Ernest Piggott

Personal information
- Born: 1878 Nantwich, Cheshire, England
- Died: 13 March 1967 (aged 88–89) Oxford, England
- Occupation: Jockey
- Spouse: Margaret Cannon
- Children: 1
- Relative: Lester Piggott (grandson)

Horse racing career
- Sport: Horse racing

Major racing wins
- Major wins as jockey: Grand National 3 times (1912, 1918, 1919)

Racing awards
- British jump racing Champion Jockey 3 times (1910, 1913, 1915) French jump racing Champion Jockey (date unknown)

Significant horses
- Poethlyn, Jerry M.

= Ernest Piggott =

British jockey

Ernest Piggott (1878–13 March 1967) was a leading British jump racing jockey, whose family has become one of the leading dynasties in British horseracing. He was three times Champion Jockey and three times Grand National winner.

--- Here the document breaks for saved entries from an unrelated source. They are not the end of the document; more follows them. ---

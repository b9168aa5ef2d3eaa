mod components;
mod config;
mod error;
mod input;
mod model;
mod resolver;
mod wheel;

use components::App;

fn main() {
    wasm_logger::init(wasm_logger::Config::new(log::Level::Debug));
    yew::Renderer::<App>::new().render();
}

His son, Ernest Keith Piggott (1904–1993), was also a leading jump jockey and National-winning trainer, while his grandson was the 11-times British flat racing Champion Jockey, Lester Piggott (1935–2022).

==Jockey Championships==
Piggott began his English riding career in the late 1890s but from 1905 was based for several years in Belgium and France. He was champion jockey in France before returning to England where he won the 1910 British jump jockey championship with 67 winners. At the time this was the joint-record number of winners, although it was superseded the following year. His two other championships came in 1913 and 1915.

==Grand National==
His first Grand National victory came in 1912 on 4/1 joint favourite, Jerry M, trained by Robert Gore and owned by Sir Charles Assheton-Smith. Although this trainer-owner pair won the following year's National with Covertcoat, Piggott was not on board, and it wasn't until 1918, when the Grand National was held at Gatwick (as Aintree had been commandeered by the War Office) that Piggott got a follow-up success with Poethlyn. The same horse gave him his third and final National victory back at Aintree in 1919 when it went off 11/4 favourite, the shortest priced winner in the history of the race. In so doing, he became the first jockey to win three Grand Nationals since Arthur Nightingall in 1901. Piggott also notably rode the 14-year-old Manifesto into third place in the 1902 National under a weight of 12 st 8 lb. This made it the oldest horse ever to have been placed in the National up to that point, and it remains the only horse ever to have been placed carrying such a weight.

==Later life==
Piggott retired from the saddle in 1920 and trained for twenty years at Letcombe Regis from the following year. He retired from training in 1941.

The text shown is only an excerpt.